:: WORK REQUIRED ::
How many lines in the material below include the string "prev"? Answer with the number only.

___ DATA SUPPLIED ___

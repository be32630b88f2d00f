use std::sync::atomic::{AtomicI64, Ordering};

use chrono::{NaiveDateTime, Utc};
use serde::{Deserialize, Serialize};

use super::draft::BookingDraft;

/// Immutable snapshot produced at the moment a draft is submitted. Never
/// mutated afterwards; a new booking requires a fresh draft.
#[derive(Debug, Clone, Serialize)]
pub struct Booking {
    pub booking_id: String,
    pub draft: BookingDraft,
    pub total_price: i64,
    pub status: BookingStatus,
    pub created_at: NaiveDateTime,
}

#[derive(Debug, Clone, Serialize, Deserialize, PartialEq)]
#[serde(rename_all = "lowercase")]
pub enum BookingStatus {
    Pending,
    Confirmed,
    Cancelled,
}

impl BookingStatus {
    pub fn as_str(&self) -> &'static str {
        match self {
            BookingStatus::Pending => "pending",
            BookingStatus::Confirmed => "confirmed",
            BookingStatus::Cancelled => "cancelled",
        }
    }

    pub fn from_str(s: &str) -> Self {
        match s {
            "confirmed" => BookingStatus::Confirmed,
            "cancelled" => BookingStatus::Cancelled,
            _ => BookingStatus::Pending,
        }
    }
}

/// The insert-only record sent to the remote bookings table. Field names
/// are the table's column names.
#[derive(Debug, Clone, Serialize, Deserialize)]
pub struct BookingRecord {
    pub booking_id: String,
    pub name: String,
    pub phone: String,
    pub vehicle_type: String,
    pub brand: String,
    pub model: String,
    pub reg_number: String,
    pub services: Vec<String>,
    pub total_price: i64,
    pub address: String,
    pub service_date: String,
    pub pickup_time: String,
    pub notes: String,
    pub status: String,
}

impl Booking {
    pub fn to_record(&self) -> BookingRecord {
        BookingRecord {
            booking_id: self.booking_id.clone(),
            name: self.draft.name.clone(),
            phone: self.draft.phone.clone(),
            vehicle_type: self
                .draft
                .vehicle_type
                .map(|v| v.as_str().to_string())
                .unwrap_or_default(),
            brand: self.draft.brand.clone(),
            model: self.draft.model.clone(),
            reg_number: self.draft.reg_number.clone(),
            services: self.draft.selected_services.clone(),
            total_price: self.total_price,
            address: self.draft.address.clone(),
            service_date: self
                .draft
                .service_date
                .map(|d| d.format("%Y-%m-%d").to_string())
                .unwrap_or_default(),
            pickup_time: self
                .draft
                .pickup_time
                .map(|p| p.as_str().to_string())
                .unwrap_or_default(),
            notes: self.draft.notes.clone(),
            status: self.status.as_str().to_string(),
        }
    }
}

// Last millisecond value handed out by next_booking_id. Kept strictly
// increasing so two submissions in the same millisecond still differ.
static LAST_ID_MILLIS: AtomicI64 = AtomicI64::new(0);

/// Generates a booking id: "BK" plus the current Unix milliseconds in
/// uppercase base-36.
pub fn next_booking_id() -> String {
    let now = Utc::now().timestamp_millis();
    let mut prev = LAST_ID_MILLIS.load(Ordering::Relaxed);
    let millis = loop {
        let candidate = now.max(prev + 1);
        match LAST_ID_MILLIS.compare_exchange(prev, candidate, Ordering::Relaxed, Ordering::Relaxed)
        {
            Ok(_) => break candidate,
            Err(actual) => prev = actual,
        }
    };
    format!("BK{}", to_base36_upper(millis))
}

fn to_base36_upper(mut n: i64) -> String {
    const DIGITS: &[u8] = b"0123456789ABCDEFGHIJKLMNOPQRSTUVWXYZ";
    if n <= 0 {
        return "0".to_string();
    }
    let mut out = Vec::new();
    while n > 0 {
        out.push(DIGITS[(n % 36) as usize]);
        n /= 36;
    }
    out.reverse();
    String::from_utf8(out).unwrap_or_default()
}
use serde::Serialize;

/// Reserved selection key for the free-text "Others" option. It never
/// appears as a real catalog id; pricing treats it as zero.
pub const OTHERS_ID: &str = "others";

#[derive(Debug, Clone, Serialize)]
pub struct ServiceDefinition {
    pub id: &'static str,
    pub name: &'static str,
    pub description: &'static str,
    pub icon: &'static str,
    pub price: i64,
}

/// The fixed, ordered list of offered services. Built once at startup and
/// never mutated; declaration order governs display order everywhere.
#[derive(Debug, Clone)]
pub struct Catalog {
    services: Vec<ServiceDefinition>,
}

impl Catalog {
    pub fn standard() -> Self {
        Self {
            services: vec![
                ServiceDefinition {
                    id: "general",
                    name: "General Service",
                    description: "Oil change, filter cleaning & checkup",
                    icon: "🔧",
                    price: 499,
                },
                ServiceDefinition {
                    id: "tyre",
                    name: "Tyre Service",
                    description: "Puncture repair & replacement",
                    icon: "🛞",
                    price: 199,
                },
                ServiceDefinition {
                    id: "battery",
                    name: "Battery Service",
                    description: "Battery check & replacement",
                    icon: "🔋",
                    price: 299,
                },
                ServiceDefinition {
                    id: "brake",
                    name: "Brake Service",
                    description: "Brake pad & fluid service",
                    icon: "🛑",
                    price: 199,
                },
                ServiceDefinition {
                    id: "engine",
                    name: "Engine Repair",
                    description: "Engine tuning & repair",
                    icon: "⚙️",
                    price: 999,
                },
                ServiceDefinition {
                    id: "wash",
                    name: "Wash & Clean",
                    description: "Complete wash & polish",
                    icon: "🚿",
                    price: 149,
                },
            ],
        }
    }

    pub fn services(&self) -> &[ServiceDefinition] {
        &self.services
    }

    pub fn lookup(&self, id: &str) -> Option<&ServiceDefinition> {
        self.services.iter().find(|s| s.id == id)
    }
}

#[cfg(test)]
mod tests {
    use super::*;

    #[test]
    fn test_ids_are_unique() {
        let catalog = Catalog::standard();
        for (i, a) in catalog.services().iter().enumerate() {
            for b in catalog.services().iter().skip(i + 1) {
                assert_ne!(a.id, b.id);
            }
        }
    }

    #[test]
    fn test_reserved_key_not_in_catalog() {
        let catalog = Catalog::standard();
        assert!(catalog.lookup(OTHERS_ID).is_none());
    }

    #[test]
    fn test_lookup() {
        let catalog = Catalog::standard();
        assert_eq!(catalog.lookup("tyre").unwrap().price, 199);
        assert_eq!(catalog.lookup("engine").unwrap().price, 999);
        assert!(catalog.lookup("nonexistent").is_none());
    }

    #[test]
    fn test_prices_non_negative() {
        for svc in Catalog::standard().services() {
            assert!(svc.price >= 0);
        }
    }
}
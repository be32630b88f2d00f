use std::sync::Arc;

use axum::extract::{Path, State};
use axum::Json;
use serde::{Deserialize, Serialize};
use uuid::Uuid;

use crate::config::PersistPolicy;
use crate::errors::AppError;
use crate::models::{BookingDraft, DraftUpdate};
use crate::services::pricing::{self, SelectedService};
use crate::services::session::BookingSession;
use crate::services::store;
use crate::state::AppState;

#[derive(Serialize)]
pub struct SessionCreated {
    pub session_id: Uuid,
}

#[derive(Serialize)]
pub struct SessionView {
    pub session_id: Uuid,
    pub phase: &'static str,
    pub viewing_bill: bool,
    pub draft: BookingDraft,
    pub services: Vec<SelectedService>,
    pub total_price: i64,
    #[serde(skip_serializing_if = "Option::is_none")]
    pub booking_id: Option<String>,
}

fn session_view(state: &AppState, id: Uuid, session: &BookingSession) -> SessionView {
    SessionView {
        session_id: id,
        phase: session.phase().as_str(),
        viewing_bill: session.viewing_bill(),
        draft: session.draft().clone(),
        services: pricing::resolve_selected(session.draft(), &state.catalog),
        total_price: pricing::compute_total(session.draft(), &state.catalog),
        booking_id: session.booking().map(|b| b.booking_id.clone()),
    }
}

/// Runs `f` against the session, then returns the fresh view of it. The
/// sessions lock is scoped to this call and never held across an await.
fn with_session<T>(
    state: &AppState,
    id: Uuid,
    f: impl FnOnce(&mut BookingSession) -> Result<T, AppError>,
) -> Result<(T, SessionView), AppError> {
    let mut sessions = state.sessions.lock().unwrap();
    let session = sessions.get_mut(&id).ok_or(AppError::SessionNotFound(id))?;
    let out = f(session)?;
    let view = session_view(state, id, session);
    Ok((out, view))
}

// POST /api/sessions
pub async fn create_session(State(state): State<Arc<AppState>>) -> Json<SessionCreated> {
    let id = Uuid::new_v4();
    state
        .sessions
        .lock()
        .unwrap()
        .insert(id, BookingSession::new());

    tracing::info!(session_id = %id, "session created");
    Json(SessionCreated { session_id: id })
}

// GET /api/sessions/:id
pub async fn get_session(
    State(state): State<Arc<AppState>>,
    Path(id): Path<Uuid>,
) -> Result<Json<SessionView>, AppError> {
    let (_, view) = with_session(&state, id, |_| Ok(()))?;
    Ok(Json(view))
}

// POST /api/sessions/:id/draft
pub async fn update_draft(
    State(state): State<Arc<AppState>>,
    Path(id): Path<Uuid>,
    Json(update): Json<DraftUpdate>,
) -> Result<Json<SessionView>, AppError> {
    let (_, view) = with_session(&state, id, |session| {
        session.update_draft(update).map_err(AppError::from)
    })?;
    Ok(Json(view))
}

#[derive(Deserialize)]
pub struct ToggleRequest {
    pub service_id: String,
}

// POST /api/sessions/:id/services/toggle
pub async fn toggle_service(
    State(state): State<Arc<AppState>>,
    Path(id): Path<Uuid>,
    Json(req): Json<ToggleRequest>,
) -> Result<Json<SessionView>, AppError> {
    let (_, view) = with_session(&state, id, |session| {
        session
            .toggle_service(&req.service_id)
            .map_err(AppError::from)
    })?;
    Ok(Json(view))
}

#[derive(Serialize)]
pub struct SubmitResponse {
    pub booking_id: String,
    pub total_price: i64,
    pub status: String,
    #[serde(skip_serializing_if = "Option::is_none")]
    pub persisted: Option<bool>,
}

// POST /api/sessions/:id/submit
//
// Confirmation never depends on the store: under the default detached
// policy the write is spawned and forgotten, under `report` it is awaited
// only to fill in `persisted`.
pub async fn submit(
    State(state): State<Arc<AppState>>,
    Path(id): Path<Uuid>,
) -> Result<Json<SubmitResponse>, AppError> {
    let (booking, _) = with_session(&state, id, |session| {
        session.submit(&state.catalog).map_err(AppError::from)
    })?;

    tracing::info!(
        booking_id = %booking.booking_id,
        total_price = booking.total_price,
        "booking confirmed"
    );

    let record = booking.to_record();
    let persisted = match state.config.persist_policy {
        PersistPolicy::Detached => {
            store::persist_detached(Arc::clone(&state.store), record);
            None
        }
        PersistPolicy::Report => store::persist_awaited(state.store.as_ref(), &record).await,
    };

    Ok(Json(SubmitResponse {
        booking_id: booking.booking_id,
        total_price: booking.total_price,
        status: booking.status.as_str().to_string(),
        persisted,
    }))
}

// POST /api/sessions/:id/reset
pub async fn reset(
    State(state): State<Arc<AppState>>,
    Path(id): Path<Uuid>,
) -> Result<Json<SessionView>, AppError> {
    let (_, view) = with_session(&state, id, |session| {
        session.book_another();
        Ok(())
    })?;
    Ok(Json(view))
}
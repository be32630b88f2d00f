use chrono::NaiveDate;
use serde::{Deserialize, Serialize};

use super::catalog::OTHERS_ID;

#[derive(Debug, Clone, Copy, PartialEq, Eq, Serialize, Deserialize)]
#[serde(rename_all = "lowercase")]
pub enum VehicleType {
    Bike,
    Scooter,
    Electric,
}

impl VehicleType {
    pub fn as_str(&self) -> &'static str {
        match self {
            VehicleType::Bike => "bike",
            VehicleType::Scooter => "scooter",
            VehicleType::Electric => "electric",
        }
    }
}

/// Pickup time slots offered by the booking form. Wire values match what
/// the form has always sent, labels are the human-readable option text.
#[derive(Debug, Clone, Copy, PartialEq, Eq, Serialize, Deserialize)]
pub enum PickupSlot {
    #[serde(rename = "9-11 AM")]
    Morning,
    #[serde(rename = "11-1 PM")]
    Midday,
    #[serde(rename = "2-4 PM")]
    Afternoon,
    #[serde(rename = "4-6 PM")]
    Evening,
}

impl PickupSlot {
    pub fn as_str(&self) -> &'static str {
        match self {
            PickupSlot::Morning => "9-11 AM",
            PickupSlot::Midday => "11-1 PM",
            PickupSlot::Afternoon => "2-4 PM",
            PickupSlot::Evening => "4-6 PM",
        }
    }

    pub fn label(&self) -> &'static str {
        match self {
            PickupSlot::Morning => "9:00 AM - 11:00 AM",
            PickupSlot::Midday => "11:00 AM - 1:00 PM",
            PickupSlot::Afternoon => "2:00 PM - 4:00 PM",
            PickupSlot::Evening => "4:00 PM - 6:00 PM",
        }
    }
}

/// The in-progress booking record. Treated as a value: every edit produces
/// a new draft via [`BookingDraft::with`] or [`BookingDraft::toggle_service`]
/// rather than mutating in place.
#[derive(Debug, Clone, Default, PartialEq, Serialize, Deserialize)]
#[serde(default)]
pub struct BookingDraft {
    pub name: String,
    pub phone: String,
    pub vehicle_type: Option<VehicleType>,
    pub brand: String,
    pub model: String,
    pub reg_number: String,
    pub service_date: Option<NaiveDate>,
    pub selected_services: Vec<String>,
    pub custom_problem: String,
    pub address: String,
    pub pickup_time: Option<PickupSlot>,
    pub notes: String,
}

/// Field-level patch applied by a single form-edit event. Absent fields are
/// left untouched.
#[derive(Debug, Clone, Default, Deserialize)]
#[serde(default)]
pub struct DraftUpdate {
    pub name: Option<String>,
    pub phone: Option<String>,
    pub vehicle_type: Option<VehicleType>,
    pub brand: Option<String>,
    pub model: Option<String>,
    pub reg_number: Option<String>,
    pub service_date: Option<NaiveDate>,
    pub custom_problem: Option<String>,
    pub address: Option<String>,
    pub pickup_time: Option<PickupSlot>,
    pub notes: Option<String>,
}

impl BookingDraft {
    pub fn with(mut self, update: DraftUpdate) -> Self {
        if let Some(v) = update.name {
            self.name = v;
        }
        if let Some(v) = update.phone {
            self.phone = v;
        }
        if let Some(v) = update.vehicle_type {
            self.vehicle_type = Some(v);
        }
        if let Some(v) = update.brand {
            self.brand = v;
        }
        if let Some(v) = update.model {
            self.model = v;
        }
        if let Some(v) = update.reg_number {
            self.reg_number = v;
        }
        if let Some(v) = update.service_date {
            self.service_date = Some(v);
        }
        if let Some(v) = update.custom_problem {
            self.custom_problem = v;
        }
        if let Some(v) = update.address {
            self.address = v;
        }
        if let Some(v) = update.pickup_time {
            self.pickup_time = Some(v);
        }
        if let Some(v) = update.notes {
            self.notes = v;
        }
        self
    }

    /// Checkbox semantics: add the id if absent, remove it if present.
    /// The selection never holds duplicates.
    pub fn toggle_service(mut self, id: &str) -> Self {
        if let Some(pos) = self.selected_services.iter().position(|s| s == id) {
            self.selected_services.remove(pos);
        } else {
            self.selected_services.push(id.to_string());
        }
        self
    }

    pub fn has_service(&self, id: &str) -> bool {
        self.selected_services.iter().any(|s| s == id)
    }

    /// Names of the fields that block submission. Everything except notes
    /// is required; the problem description only when "others" is ticked.
    pub fn missing_required(&self) -> Vec<&'static str> {
        let mut missing = Vec::new();
        if self.name.trim().is_empty() {
            missing.push("name");
        }
        if self.phone.trim().is_empty() {
            missing.push("phone");
        }
        if self.vehicle_type.is_none() {
            missing.push("vehicle_type");
        }
        if self.brand.trim().is_empty() {
            missing.push("brand");
        }
        if self.model.trim().is_empty() {
            missing.push("model");
        }
        if self.reg_number.trim().is_empty() {
            missing.push("reg_number");
        }
        if self.service_date.is_none() {
            missing.push("service_date");
        }
        if self.pickup_time.is_none() {
            missing.push("pickup_time");
        }
        if self.address.trim().is_empty() {
            missing.push("address");
        }
        if self.has_service(OTHERS_ID) && self.custom_problem.trim().is_empty() {
            missing.push("custom_problem");
        }
        missing
    }
}

#[cfg(test)]
mod tests {
    use super::*;

    fn filled_draft() -> BookingDraft {
        BookingDraft {
            name: "Ravi Kumar".to_string(),
            phone: "+91 9876543210".to_string(),
            vehicle_type: Some(VehicleType::Scooter),
            brand: "Honda".to_string(),
            model: "Activa".to_string(),
            reg_number: "TS 01 AB 1234".to_string(),
            service_date: NaiveDate::from_ymd_opt(2025, 7, 10),
            selected_services: vec!["tyre".to_string()],
            custom_problem: String::new(),
            address: "12-3-45, Begumpet, Hyderabad".to_string(),
            pickup_time: Some(PickupSlot::Morning),
            notes: String::new(),
        }
    }

    #[test]
    fn test_with_merges_only_present_fields() {
        let draft = filled_draft().with(DraftUpdate {
            phone: Some("+91 9000000000".to_string()),
            ..Default::default()
        });
        assert_eq!(draft.phone, "+91 9000000000");
        assert_eq!(draft.name, "Ravi Kumar");
        assert_eq!(draft.vehicle_type, Some(VehicleType::Scooter));
    }

    #[test]
    fn test_toggle_adds_then_removes() {
        let draft = filled_draft().toggle_service("battery");
        assert!(draft.has_service("battery"));
        let draft = draft.toggle_service("battery");
        assert!(!draft.has_service("battery"));
        assert!(draft.has_service("tyre"));
    }

    #[test]
    fn test_toggle_never_duplicates() {
        let draft = filled_draft()
            .toggle_service("wash")
            .toggle_service("wash")
            .toggle_service("wash");
        assert_eq!(
            draft
                .selected_services
                .iter()
                .filter(|s| *s == "wash")
                .count(),
            1
        );
    }

    #[test]
    fn test_complete_draft_has_no_missing_fields() {
        assert!(filled_draft().missing_required().is_empty());
    }

    #[test]
    fn test_blank_and_whitespace_fields_are_missing() {
        let mut draft = filled_draft();
        draft.phone = "   ".to_string();
        draft.address = String::new();
        let missing = draft.missing_required();
        assert!(missing.contains(&"phone"));
        assert!(missing.contains(&"address"));
        assert!(!missing.contains(&"name"));
    }

    #[test]
    fn test_others_requires_problem_description() {
        let draft = filled_draft().toggle_service(OTHERS_ID);
        assert!(draft.missing_required().contains(&"custom_problem"));

        let draft = draft.with(DraftUpdate {
            custom_problem: Some("loose chain".to_string()),
            ..Default::default()
        });
        assert!(draft.missing_required().is_empty());
    }

    #[test]
    fn test_notes_never_required() {
        let draft = filled_draft();
        assert!(draft.notes.is_empty());
        assert!(!draft.missing_required().contains(&"notes"));
    }

    #[test]
    fn test_pickup_slot_wire_values() {
        let slot: PickupSlot = serde_json::from_str("\"2-4 PM\"").unwrap();
        assert_eq!(slot, PickupSlot::Afternoon);
        assert_eq!(serde_json::to_string(&slot).unwrap(), "\"2-4 PM\"");
        assert_eq!(slot.label(), "2:00 PM - 4:00 PM");
    }
}
pub mod booking;
pub mod catalog;
pub mod draft;

pub use booking::{next_booking_id, Booking, BookingRecord, BookingStatus};
pub use catalog::{Catalog, ServiceDefinition, OTHERS_ID};
pub use draft::{BookingDraft, DraftUpdate, PickupSlot, VehicleType};
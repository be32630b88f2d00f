use axum::http::StatusCode;
use axum::response::{IntoResponse, Response};
use uuid::Uuid;

use crate::services::session::SessionError;

#[derive(Debug, thiserror::Error)]
pub enum AppError {
    #[error("session not found: {0}")]
    SessionNotFound(Uuid),

    #[error(transparent)]
    Session(#[from] SessionError),
}

impl IntoResponse for AppError {
    fn into_response(self) -> Response {
        let status = match &self {
            AppError::SessionNotFound(_) => StatusCode::NOT_FOUND,
            AppError::Session(SessionError::Validation { .. }) => StatusCode::UNPROCESSABLE_ENTITY,
            AppError::Session(_) => StatusCode::CONFLICT,
        };

        let body = match &self {
            AppError::Session(SessionError::Validation { missing }) => {
                serde_json::json!({ "error": self.to_string(), "missing_fields": missing })
            }
            _ => serde_json::json!({ "error": self.to_string() }),
        };

        (status, axum::Json(body)).into_response()
    }
}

___

:: RESULT ::
4